# EXERCISE REQUIREMENTS
Find the lines holding the string "ConstructorPlan" in the data, then copy all of them.

# DATA IN THIS EXERCISE
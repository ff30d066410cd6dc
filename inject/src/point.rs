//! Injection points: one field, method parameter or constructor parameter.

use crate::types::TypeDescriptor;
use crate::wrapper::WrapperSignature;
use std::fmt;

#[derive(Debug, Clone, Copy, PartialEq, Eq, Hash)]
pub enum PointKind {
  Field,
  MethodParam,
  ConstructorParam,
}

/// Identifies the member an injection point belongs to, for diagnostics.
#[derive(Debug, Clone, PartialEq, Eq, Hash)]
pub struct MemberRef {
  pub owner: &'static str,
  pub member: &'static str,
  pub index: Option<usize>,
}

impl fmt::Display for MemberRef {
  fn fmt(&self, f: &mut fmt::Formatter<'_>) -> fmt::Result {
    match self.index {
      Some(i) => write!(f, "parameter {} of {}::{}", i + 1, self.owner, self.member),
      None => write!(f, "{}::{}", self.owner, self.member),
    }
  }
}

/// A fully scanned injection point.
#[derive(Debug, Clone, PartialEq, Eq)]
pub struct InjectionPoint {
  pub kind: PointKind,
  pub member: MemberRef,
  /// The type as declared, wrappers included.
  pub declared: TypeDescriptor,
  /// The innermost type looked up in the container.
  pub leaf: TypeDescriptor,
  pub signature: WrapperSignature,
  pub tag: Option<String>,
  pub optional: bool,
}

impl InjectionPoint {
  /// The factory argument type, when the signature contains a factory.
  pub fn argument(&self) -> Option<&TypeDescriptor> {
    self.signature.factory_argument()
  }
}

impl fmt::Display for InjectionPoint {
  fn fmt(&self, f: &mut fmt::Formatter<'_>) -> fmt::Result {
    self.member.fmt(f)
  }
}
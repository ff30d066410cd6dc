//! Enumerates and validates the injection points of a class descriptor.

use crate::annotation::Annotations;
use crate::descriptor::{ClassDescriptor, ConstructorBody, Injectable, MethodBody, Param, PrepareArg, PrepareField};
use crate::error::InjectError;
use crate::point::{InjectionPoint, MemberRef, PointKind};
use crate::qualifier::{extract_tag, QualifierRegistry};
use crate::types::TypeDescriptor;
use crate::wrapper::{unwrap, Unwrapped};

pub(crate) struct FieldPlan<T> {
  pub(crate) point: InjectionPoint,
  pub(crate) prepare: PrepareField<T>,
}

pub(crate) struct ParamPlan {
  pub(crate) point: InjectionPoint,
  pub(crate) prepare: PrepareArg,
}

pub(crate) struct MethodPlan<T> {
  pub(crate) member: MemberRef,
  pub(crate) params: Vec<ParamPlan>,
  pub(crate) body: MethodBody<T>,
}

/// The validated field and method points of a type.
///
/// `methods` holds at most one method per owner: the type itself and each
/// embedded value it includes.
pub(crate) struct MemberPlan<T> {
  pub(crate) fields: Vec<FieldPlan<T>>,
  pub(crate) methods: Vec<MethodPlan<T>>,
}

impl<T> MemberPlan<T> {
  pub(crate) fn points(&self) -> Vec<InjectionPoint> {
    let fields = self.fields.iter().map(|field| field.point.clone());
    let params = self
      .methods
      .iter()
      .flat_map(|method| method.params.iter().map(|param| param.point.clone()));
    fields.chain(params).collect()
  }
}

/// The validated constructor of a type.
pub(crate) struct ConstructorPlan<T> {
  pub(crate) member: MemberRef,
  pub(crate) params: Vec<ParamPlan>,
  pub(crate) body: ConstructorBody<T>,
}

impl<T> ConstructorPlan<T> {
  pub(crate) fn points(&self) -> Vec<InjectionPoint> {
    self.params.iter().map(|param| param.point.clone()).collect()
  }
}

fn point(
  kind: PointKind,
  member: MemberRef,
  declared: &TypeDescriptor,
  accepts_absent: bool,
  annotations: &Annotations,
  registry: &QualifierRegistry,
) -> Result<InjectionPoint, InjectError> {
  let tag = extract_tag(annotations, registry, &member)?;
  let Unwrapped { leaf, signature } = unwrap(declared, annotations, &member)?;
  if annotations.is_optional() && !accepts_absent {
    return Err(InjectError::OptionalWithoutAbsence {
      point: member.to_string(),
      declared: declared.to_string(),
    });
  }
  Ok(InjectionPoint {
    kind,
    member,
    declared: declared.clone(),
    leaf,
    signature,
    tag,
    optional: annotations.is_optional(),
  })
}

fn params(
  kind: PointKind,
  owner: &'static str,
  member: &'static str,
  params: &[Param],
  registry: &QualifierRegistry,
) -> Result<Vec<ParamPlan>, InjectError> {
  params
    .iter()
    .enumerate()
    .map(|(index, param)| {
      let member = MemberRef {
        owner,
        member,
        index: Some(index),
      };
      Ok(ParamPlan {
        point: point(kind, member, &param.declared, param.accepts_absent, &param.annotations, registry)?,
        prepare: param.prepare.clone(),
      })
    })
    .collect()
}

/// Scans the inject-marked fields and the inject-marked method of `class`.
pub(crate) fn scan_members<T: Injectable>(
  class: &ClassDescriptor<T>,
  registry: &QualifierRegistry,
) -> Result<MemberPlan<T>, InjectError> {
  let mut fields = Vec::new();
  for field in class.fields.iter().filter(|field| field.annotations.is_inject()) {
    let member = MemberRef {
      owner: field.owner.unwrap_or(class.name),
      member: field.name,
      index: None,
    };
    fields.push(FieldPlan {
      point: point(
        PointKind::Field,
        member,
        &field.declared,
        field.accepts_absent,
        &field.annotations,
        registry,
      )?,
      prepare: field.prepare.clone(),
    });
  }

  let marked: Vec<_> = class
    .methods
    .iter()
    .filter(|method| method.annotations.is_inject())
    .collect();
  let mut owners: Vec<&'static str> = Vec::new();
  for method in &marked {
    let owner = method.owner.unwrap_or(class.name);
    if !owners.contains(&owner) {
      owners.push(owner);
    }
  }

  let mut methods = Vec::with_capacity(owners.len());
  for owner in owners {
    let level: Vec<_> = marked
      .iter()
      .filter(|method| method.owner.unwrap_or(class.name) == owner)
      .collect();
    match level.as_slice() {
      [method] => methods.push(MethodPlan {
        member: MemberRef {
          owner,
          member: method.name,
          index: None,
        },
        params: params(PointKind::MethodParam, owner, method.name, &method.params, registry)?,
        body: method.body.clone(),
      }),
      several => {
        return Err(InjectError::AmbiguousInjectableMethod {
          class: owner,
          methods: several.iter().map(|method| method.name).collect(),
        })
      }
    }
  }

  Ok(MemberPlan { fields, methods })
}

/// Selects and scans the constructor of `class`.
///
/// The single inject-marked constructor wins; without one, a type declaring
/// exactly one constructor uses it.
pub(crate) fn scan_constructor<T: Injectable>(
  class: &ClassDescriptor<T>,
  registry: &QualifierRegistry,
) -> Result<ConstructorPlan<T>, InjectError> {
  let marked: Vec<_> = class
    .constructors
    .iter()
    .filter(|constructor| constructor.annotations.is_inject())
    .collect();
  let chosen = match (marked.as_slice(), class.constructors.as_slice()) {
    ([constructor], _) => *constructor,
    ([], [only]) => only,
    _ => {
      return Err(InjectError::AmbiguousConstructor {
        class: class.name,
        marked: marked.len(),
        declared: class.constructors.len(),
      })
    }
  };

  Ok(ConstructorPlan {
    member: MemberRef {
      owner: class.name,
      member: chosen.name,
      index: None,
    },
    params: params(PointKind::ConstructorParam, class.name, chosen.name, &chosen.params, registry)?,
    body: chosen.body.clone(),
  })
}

# SOLUTION TO THE EXERCISE
pub(crate) struct ConstructorPlan<T> {
impl<T> ConstructorPlan<T> {
) -> Result<ConstructorPlan<T>, InjectError> {
  Ok(ConstructorPlan {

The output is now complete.